A multinacional, com capacidade para esmagar 658 mil toneladas do grão por ano -até 2007, o número aumentará para 1,3 milhão-, emprega hoje 141 pessoas.
A maioria das vagas aparece indiretamente, no aquecido comércio local, onde há espaço para se estabelecerem de lojas de trator a uma franquia do Boticário.
Em 2000 foram abertas sete empresas em Uruçuí, segundo dados da Junta Comercial do Piauí. Nos anos seguintes, a quantidade disparou: em 2001, 103; em 2002, 141; em 2003, 185 empresas, a maior parte em comércios e serviços.
O objetivo é atender à crescente demanda dos "gaúchos" -como são chamados na cidade os migrantes de qualquer Estado que chegam à cidade- e dos filhos pródigos de Uruçuí, nativos que há anos deixaram o município à procura de trabalho ou educação e que retornam agora.
É um ciclo que, em uma cidade pequena, localizada em uma região que ainda está sendo desbravada, é possível acompanhar de perto. Quem chega, além de algumas vezes gerar empregos diretamente, precisar construir, consumir ou reformar.
Quem é morador vê a possibilidade de abrir uma pequena loja, prestar serviços, ganhar mais com um negócio já estabelecido ou trabalhar para comerciantes e prestadores de serviço. Também passa a consumir mais -até pelo acesso a produtos diferenciados.

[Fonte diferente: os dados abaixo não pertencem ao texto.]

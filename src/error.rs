//! Error types for Presta server

use axum::{
    http::StatusCode,
    response::{IntoResponse, Response},
    Json,
};
use serde::Serialize;
use thiserror::Error;

/// Application error codes surfaced in API responses
#[derive(Debug, Clone, Copy, PartialEq, Eq)]
#[repr(u32)]
pub enum ErrorCode {
    Success = 0,
    Failure = 1,
    NotAuthorized = 2,
    DbFailure = 3,
    NoSuchRecord = 4,
    BadValue = 5,
    InvalidTaxId = 6,
    DuplicateTaxId = 7,
    DuplicateSerialNumber = 8,
    DuplicateLogin = 9,
    NotebookUnavailable = 10,
    LoanNotActive = 11,
    NotebookMissing = 12,
    Duplicate = 13,
}

/// Main application error type
#[derive(Error, Debug)]
pub enum AppError {
    #[error("Authentication failed: {0}")]
    Authentication(String),

    #[error("Authorization failed: {0}")]
    Authorization(String),

    #[error("Not found: {0}")]
    NotFound(String),

    #[error("Validation error: {0}")]
    Validation(String),

    #[error("Invalid tax id: {0}")]
    InvalidTaxId(String),

    #[error("A client with tax id {0} already exists")]
    DuplicateTaxId(String),

    #[error("A notebook with serial number {0} already exists")]
    DuplicateSerialNumber(String),

    #[error("A user with login {0} already exists")]
    DuplicateLogin(String),

    #[error("Notebook {0} is not available for loan")]
    NotebookUnavailable(i32),

    #[error("Loan {0} is not active")]
    LoanNotActive(i32),

    #[error("Notebook {0} referenced by the loan no longer exists")]
    NotebookNotFound(i32),

    #[error("Conflict: {0}")]
    Conflict(String),

    #[error("Database error: {0}")]
    Database(#[from] sqlx::Error),

    #[error("Internal server error: {0}")]
    Internal(String),
}

/// Error response body
#[derive(Serialize, utoipa::ToSchema)]
pub struct ErrorResponse {
    pub code: u32,
    pub error: String,
    pub message: String,
}

impl IntoResponse for AppError {
    fn into_response(self) -> Response {
        let (status, code, message) = match &self {
            AppError::Authentication(msg) => {
                (StatusCode::UNAUTHORIZED, ErrorCode::NotAuthorized, msg.clone())
            }
            AppError::Authorization(msg) => {
                (StatusCode::FORBIDDEN, ErrorCode::NotAuthorized, msg.clone())
            }
            AppError::NotFound(msg) => {
                (StatusCode::NOT_FOUND, ErrorCode::NoSuchRecord, msg.clone())
            }
            AppError::Validation(msg) => {
                (StatusCode::BAD_REQUEST, ErrorCode::BadValue, msg.clone())
            }
            AppError::InvalidTaxId(_) => {
                (StatusCode::BAD_REQUEST, ErrorCode::InvalidTaxId, self.to_string())
            }
            AppError::DuplicateTaxId(_) => {
                (StatusCode::CONFLICT, ErrorCode::DuplicateTaxId, self.to_string())
            }
            AppError::DuplicateSerialNumber(_) => {
                (StatusCode::CONFLICT, ErrorCode::DuplicateSerialNumber, self.to_string())
            }
            AppError::DuplicateLogin(_) => {
                (StatusCode::CONFLICT, ErrorCode::DuplicateLogin, self.to_string())
            }
            AppError::NotebookUnavailable(_) => {
                (StatusCode::UNPROCESSABLE_ENTITY, ErrorCode::NotebookUnavailable, self.to_string())
            }
            AppError::LoanNotActive(_) => {
                (StatusCode::UNPROCESSABLE_ENTITY, ErrorCode::LoanNotActive, self.to_string())
            }
            AppError::NotebookNotFound(_) => {
                (StatusCode::NOT_FOUND, ErrorCode::NotebookMissing, self.to_string())
            }
            AppError::Conflict(msg) => {
                (StatusCode::CONFLICT, ErrorCode::Duplicate, msg.clone())
            }
            AppError::Database(e) => {
                tracing::error!("Database error: {:?}", e);
                (
                    StatusCode::INTERNAL_SERVER_ERROR,
                    ErrorCode::DbFailure,
                    "Database error".to_string(),
                )
            }
            AppError::Internal(msg) => {
                tracing::error!("Internal error: {}", msg);
                (
                    StatusCode::INTERNAL_SERVER_ERROR,
                    ErrorCode::Failure,
                    "Internal server error".to_string(),
                )
            }
        };

        let body = Json(ErrorResponse {
            code: code as u32,
            error: format!("{:?}", code),
            message,
        });

        (status, body).into_response()
    }
}

/// Result type alias for application operations
pub type AppResult<T> = Result<T, AppError>;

O armazém Paraíba, por exemplo, uma espécie de Casas Bahia da região Nordeste, chegou há cerca de 25 anos na cidade. Vendia eletrodomésticos e móveis da linha popular. Hoje, há demanda por geladeiras dúplex e por aparelhos de som de R$ 3.300.
O crescimento ainda é incipiente, mas a grande aposta é no futuro da região, novíssima fronteira agrícola: são extensas áreas planas -que reduzem custos na hora do plantio e colheita mecanizados- e preços de terra mais baixos, apesar da recente valorização.
A Bunge, por exemplo, se instalou na cidade de olho no consumo do mercado nordestino, para onde pretende fornecer farelo e óleo de soja em larga escala. Atraiu também a proximidade do porto de São Luís (MA), que permite escoar a produção para a Europa.
Nem tudo, no entanto, são flores. Muitos moradores da cidade estão desempregados e sofrem com os preços inflacionados pelo desenvolvimento da região e pela falta de infra-estrutura para atender à população crescente.
Além disso, a Bunge, que foi beneficiada com isenção de ICMS por 15 anos no Estado, está em litígio com ambientalistas e com o Ministério Público, que a acusam de devastar árvores na região para fazer funcionar suas caldeiras.
Para a empresa, a quantidade de lenha consumida está dentro das normas permitidas pelos órgãos de regulação ambiental.